Prediction step in the Kalman filter
Arguments
- x0
Vector of values of the movement equation at time t.
- P0
Cholesky decomposition of the covariance of x0 at time t.
- F
Transition matrix, relating values of X at time t to those at t.
- W
Cholesky decomposition of the process noise covariance matrix.
- u
Vector of values for the external variables at time t. By default an empty vector.
- B
Matrix that connects the external variables in u to the values in x. By default an empty matrix.
Value
Named list of predicted values for \(\mathbf{x}\) ("x") and
\(P\) ("P") at the next time point.
Details
In this step, we use the movement equation to predict the new values of x based on the initial condition defined by the location \(\mathbf{x}\) and the covariance \(P\) at time \(t_{i - 1}\), using the equation:
$$\mathbf{x}_t = F_i \mathbf{x}_{i - 1} + B_i \mathbf{u}_i + \mathbf{\epsilon}_i$$ where \(F\) is the movement transition matrix, \(B\) scales the external influences \(\mathbf{u}\), and \(\mathbf{\epsilon}\) defines the error, and where all terms are defined at the time point \(t_i\).

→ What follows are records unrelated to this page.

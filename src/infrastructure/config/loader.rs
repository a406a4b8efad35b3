use anyhow::{Context, Result};
use figment::providers::{Env, Format, Serialized, Yaml};
use figment::Figment;
use thiserror::Error;

use crate::domain::models::config::Config;

/// Configuration error types
#[derive(Error, Debug)]
pub enum ConfigError {
    #[error("Base URL cannot be empty")]
    EmptyBaseUrl,

    #[error("Invalid timeout: {0} ms. Must be positive")]
    InvalidTimeout(u64),

    #[error("Invalid cache TTL: {0} ms. Must be positive")]
    InvalidCacheTtl(u64),

    #[error(
        "Invalid backoff configuration: initial_backoff_ms ({0}) must be less than max_backoff_ms ({1})"
    )]
    InvalidBackoff(u64, u64),

    #[error("Invalid log level: {0}. Must be one of: trace, debug, info, warn, error")]
    InvalidLogLevel(String),

    #[error("Invalid log format: {0}. Must be one of: json, pretty")]
    InvalidLogFormat(String),
}

/// Configuration loader with hierarchical merging
pub struct ConfigLoader;

impl ConfigLoader {
    /// Load configuration with hierarchical merging
    ///
    /// Precedence (lowest to highest):
    /// 1. Programmatic defaults (Serialized)
    /// 2. .atrium/config.yaml (project config)
    /// 3. .atrium/local.yaml (project local overrides, optional)
    /// 4. Environment variables (`ATRIUM_*` prefix, highest priority)
    pub fn load() -> Result<Config> {
        let config: Config = Figment::new()
            .merge(Serialized::defaults(Config::default()))
            .merge(Yaml::file(".atrium/config.yaml"))
            .merge(Yaml::file(".atrium/local.yaml"))
            .merge(Env::prefixed("ATRIUM_").split("__"))
            .extract()
            .context("Failed to extract configuration from figment")?;

        Self::validate(&config)?;
        Ok(config)
    }

    /// Load configuration from a specific file
    pub fn load_from_file(path: impl AsRef<std::path::Path>) -> Result<Config> {
        let config: Config = Figment::new()
            .merge(Serialized::defaults(Config::default()))
            .merge(Yaml::file(path.as_ref()))
            .extract()
            .context(format!(
                "Failed to load config from {}",
                path.as_ref().display()
            ))?;

        Self::validate(&config)?;
        Ok(config)
    }

    /// Validate configuration after loading
    pub fn validate(config: &Config) -> Result<(), ConfigError> {
        if config.api.base_url.is_empty() {
            return Err(ConfigError::EmptyBaseUrl);
        }

        if config.api.timeout_ms == 0 {
            return Err(ConfigError::InvalidTimeout(config.api.timeout_ms));
        }

        if config.cache.default_ttl_ms == 0 {
            return Err(ConfigError::InvalidCacheTtl(config.cache.default_ttl_ms));
        }

        if config.retry.initial_backoff_ms >= config.retry.max_backoff_ms {
            return Err(ConfigError::InvalidBackoff(
                config.retry.initial_backoff_ms,
                config.retry.max_backoff_ms,
            ));
        }

        let valid_log_levels = ["trace", "debug", "info", "warn", "error"];
        if !valid_log_levels.contains(&config.logging.level.as_str()) {
            return Err(ConfigError::InvalidLogLevel(config.logging.level.clone()));
        }

        let valid_log_formats = ["json", "pretty"];
        if !valid_log_formats.contains(&config.logging.format.as_str()) {
            return Err(ConfigError::InvalidLogFormat(config.logging.format.clone()));
        }

        Ok(())
    }
}
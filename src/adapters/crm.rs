//! CRM webhook endpoints.
//!
//! The CRM integration is reached through one webhook path that multiplexes
//! on an `action` field in the POST body.

use std::sync::Arc;

use serde_json::{json, Value};

use crate::domain::envelope::Envelope;
use crate::domain::models::crm::{CampaignRequest, CrmStats, NewContact};
use crate::infrastructure::http::{Dispatcher, RequestOptions};

/// Webhook path the CRM upstream listens on.
const WEBHOOK_PATH: &str = "/ghl-webhook";

/// Client surface for the CRM integration.
#[derive(Clone)]
pub struct CrmApi {
    dispatcher: Arc<Dispatcher>,
}

impl CrmApi {
    pub(crate) fn new(dispatcher: Arc<Dispatcher>) -> Self {
        Self { dispatcher }
    }

    /// Fetch the aggregated CRM dashboard statistics.
    ///
    /// The upstream only answers POST, so the cache request is declined by
    /// the dispatcher (caching is GET-only); the flag is kept to mirror the
    /// caller contract.
    pub async fn stats(&self) -> Envelope<CrmStats> {
        let body = json!({ "action": "get_stats" });

        self.dispatcher
            .dispatch(WEBHOOK_PATH, RequestOptions::post(body).cached())
            .await
    }

    /// Trigger an immediate sync with the CRM upstream.
    pub async fn force_sync(&self) -> Envelope<Value> {
        let body = json!({ "action": "force_sync" });

        self.dispatcher
            .dispatch(WEBHOOK_PATH, RequestOptions::post(body))
            .await
    }

    /// Create a contact in the CRM.
    pub async fn create_contact(&self, contact: &NewContact) -> Envelope<Value> {
        let body = json!({
            "action": "create_contact",
            "data": contact,
        });

        self.dispatcher
            .dispatch(WEBHOOK_PATH, RequestOptions::post(body))
            .await
    }

    /// Launch a campaign against the given audience segments.
    pub async fn launch_campaign(&self, campaign: &CampaignRequest) -> Envelope<Value> {
        let body = json!({
            "action": "launch_campaign",
            "data": campaign,
        });

        self.dispatcher
            .dispatch(WEBHOOK_PATH, RequestOptions::post(body))
            .await
    }
}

The covariance \(P\) is also updated based on this equation, representing the certainty around the prediction \(\mathbf{x}_i\). This covariance is updated through the following equation:
$$P_i = F_i P_{i - 1} F_i^T + W_i$$ where \(W\) represents the covariance matrix of \(\epsilon\).
For stability purposes, we use Cholesky decompositions of the covariance matrices rather than the actual covariance matrices. This needs to be taken into account when making your own model.